January 12, 2012

A Noble Death


Over the last few days there were some pieces of news going around the world. To most it would have been of no consequence. But to me, they were symbols of things I held dear, slowly passing away. The first was about a company that was synonymous with photographic films facing possible bankruptcy. The other was about bookshops slowly bowing out giving way to online retailers.

When I was home for the Christmas vacations, Mom made me clean up the mess I had accumulated over the last ten years. From the loft things were falling off – I had even single brochure printed in BITS for any fest. I had all the EPC articles that were published during the seven semesters I had been on campus and I had a bag full of DOPY snaps.

As I held the snaps in my hand, I realized that they meant so much more to me than on my laptop. There was an album with my favourite snaps which I had taken to Pilani in my first year – the one with my grandma, the one where C, S and I were standing together in the school in our uniforms for the last time.

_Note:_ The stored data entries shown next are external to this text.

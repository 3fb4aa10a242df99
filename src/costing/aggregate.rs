use std::collections::BTreeMap;

use crate::costing::error::{ReportError, Result};
use crate::costing::model::{LaborCost, MaterialCost, Report, Scope, ScopeSummary, TotalCostRow};
use crate::costing::schema::{
    self, COST_WITH_OVERHEAD, COST_WITH_TAX, LABOR_COST_WITH_OVERHEAD,
    MATERIAL_COST_WITH_OVERHEAD, TOTAL_COST,
};

/// Sums hours and costs per scope. Rows come back sorted by scope.
pub fn summarize_labor(costs: &[LaborCost]) -> Vec<ScopeSummary> {
    let mut groups: BTreeMap<&str, ScopeSummary> = BTreeMap::new();
    for cost in costs {
        let summary = groups
            .entry(cost.record.scope.as_str())
            .or_insert_with(|| ScopeSummary {
                hours: Some(0.0),
                ..ScopeSummary::new(cost.record.scope.clone())
            });
        if let Some(hours) = summary.hours.as_mut() {
            *hours += cost.record.hours;
        }
        summary.cost += cost.cost;
        summary.cost_with_tax += cost.cost_with_tax;
        summary.cost_with_overhead += cost.cost_with_overhead;
    }
    groups.into_values().collect()
}

/// Sums material costs per scope. Rows come back sorted by scope.
pub fn summarize_material(costs: &[MaterialCost]) -> Vec<ScopeSummary> {
    let mut groups: BTreeMap<&str, ScopeSummary> = BTreeMap::new();
    for cost in costs {
        let summary = groups
            .entry(cost.record.scope.as_str())
            .or_insert_with(|| ScopeSummary::new(cost.record.scope.clone()));
        summary.cost += cost.record.cost;
        summary.cost_with_tax += cost.cost_with_tax;
        summary.cost_with_overhead += cost.cost_with_overhead;
    }
    groups.into_values().collect()
}

/// Outer-joins the two summaries on scope. A scope missing from one side
/// contributes zero for that side.
pub fn merge_totals(labor: &[ScopeSummary], material: &[ScopeSummary]) -> Vec<TotalCostRow> {
    let mut merged: BTreeMap<&Scope, (f64, f64)> = BTreeMap::new();
    for summary in labor {
        merged.entry(&summary.scope).or_default().0 += summary.cost_with_overhead;
    }
    for summary in material {
        merged.entry(&summary.scope).or_default().1 += summary.cost_with_overhead;
    }

    merged
        .into_iter()
        .map(|(scope, (labor, material))| TotalCostRow {
            scope: scope.clone(),
            labor_cost_with_overhead: labor,
            material_cost_with_overhead: material,
            total_cost: labor + material,
        })
        .collect()
}

/// Rejects totals that overflowed; such values cannot be written to a sheet.
pub fn ensure_finite(report: &Report) -> Result<()> {
    for row in report.labor.iter().chain(&report.material) {
        check(&row.scope, schema::HOURS, row.hours.unwrap_or_default())?;
        check(&row.scope, schema::COST, row.cost)?;
        check(&row.scope, COST_WITH_TAX, row.cost_with_tax)?;
        check(&row.scope, COST_WITH_OVERHEAD, row.cost_with_overhead)?;
    }
    for row in &report.totals {
        check(&row.scope, LABOR_COST_WITH_OVERHEAD, row.labor_cost_with_overhead)?;
        check(&row.scope, MATERIAL_COST_WITH_OVERHEAD, row.material_cost_with_overhead)?;
        check(&row.scope, TOTAL_COST, row.total_cost)?;
    }
    Ok(())
}

fn check(scope: &str, column: &str, value: f64) -> Result<()> {
    if value.is_finite() {
        Ok(())
    } else {
        Err(ReportError::NonFiniteTotal {
            scope: scope.to_string(),
            column: column.to_string(),
        })
    }
}
//! Plain data types flowing through the report pipeline.

/// Categorical grouping key (a job or work area). Compared exactly: values
/// differing only in case or whitespace are distinct scopes.
pub type Scope = String;

/// One row of the labor-hours input.
#[derive(Debug, Clone, PartialEq)]
pub struct LaborRecord {
    pub employee: String,
    /// Kept verbatim; dates take no part in the arithmetic.
    pub date: String,
    pub scope: Scope,
    pub hours: f64,
    pub rate: f64,
}

/// One row of the material-purchases input.
#[derive(Debug, Clone, PartialEq)]
pub struct MaterialRecord {
    pub date: String,
    pub item: String,
    pub scope: Scope,
    pub cost: f64,
}

/// A labor record with its derived cost columns.
#[derive(Debug, Clone, PartialEq)]
pub struct LaborCost {
    pub record: LaborRecord,
    /// `rate * hours`.
    pub cost: f64,
    pub cost_with_tax: f64,
    pub cost_with_overhead: f64,
}

/// A material record with its derived cost columns.
#[derive(Debug, Clone, PartialEq)]
pub struct MaterialCost {
    pub record: MaterialRecord,
    pub cost_with_tax: f64,
    pub cost_with_overhead: f64,
}

/// Per-scope sums of one source table. `hours` is only populated for labor.
#[derive(Debug, Clone, PartialEq)]
pub struct ScopeSummary {
    pub scope: Scope,
    pub hours: Option<f64>,
    pub cost: f64,
    pub cost_with_tax: f64,
    pub cost_with_overhead: f64,
}

impl ScopeSummary {
    pub fn new(scope: impl Into<Scope>) -> Self {
        Self {
            scope: scope.into(),
            hours: None,
            cost: 0.0,
            cost_with_tax: 0.0,
            cost_with_overhead: 0.0,
        }
    }
}

/// Labor and material overhead-inclusive costs merged for one scope.
#[derive(Debug, Clone, PartialEq)]
pub struct TotalCostRow {
    pub scope: Scope,
    /// Zero when the scope has no labor records.
    pub labor_cost_with_overhead: f64,
    /// Zero when the scope has no material records.
    pub material_cost_with_overhead: f64,
    pub total_cost: f64,
}

/// The three tables making up a generated report.
#[derive(Debug, Clone, PartialEq)]
pub struct Report {
    pub labor: Vec<ScopeSummary>,
    pub material: Vec<ScopeSummary>,
    pub totals: Vec<TotalCostRow>,
}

And there was one with the favourite snaps I had of Pilani. One of them was of the two of us on our cycles standing just outside the Gyn G gates, the other was the famous 185 SK snap with C and A, the other was the 201 SK snap of the three of us.

As I held them in my hand I realized they were perishable, they were fading away but they would last me a lifetime and holding them felt so much more than watching them flash past on my laptop.

DOPY as I knew it has changed with the advent of digital cameras. And slowly probably the concept of taking snaps during the festivals be passé as everyone’s parents would have given them phones which have cameras that can take decent pictures to be put up on Facebook! That’s what people take snaps these days for anyways.

But then I read this blog post about how important are those snaps and how important it is for those physical copies of the photographs and I realized how we love to hold on to our memories.

Visiting to bookstores and printing a photograph might slowly be dying out but they are dying a Noble death. They did what they were supposed to achieve and they have left us with glimpses of our past. And I know I probably can order a book home at a much lower price but till the day the last bookstore stands I shall always buy from there. It’s stupid but then every man has his quirks.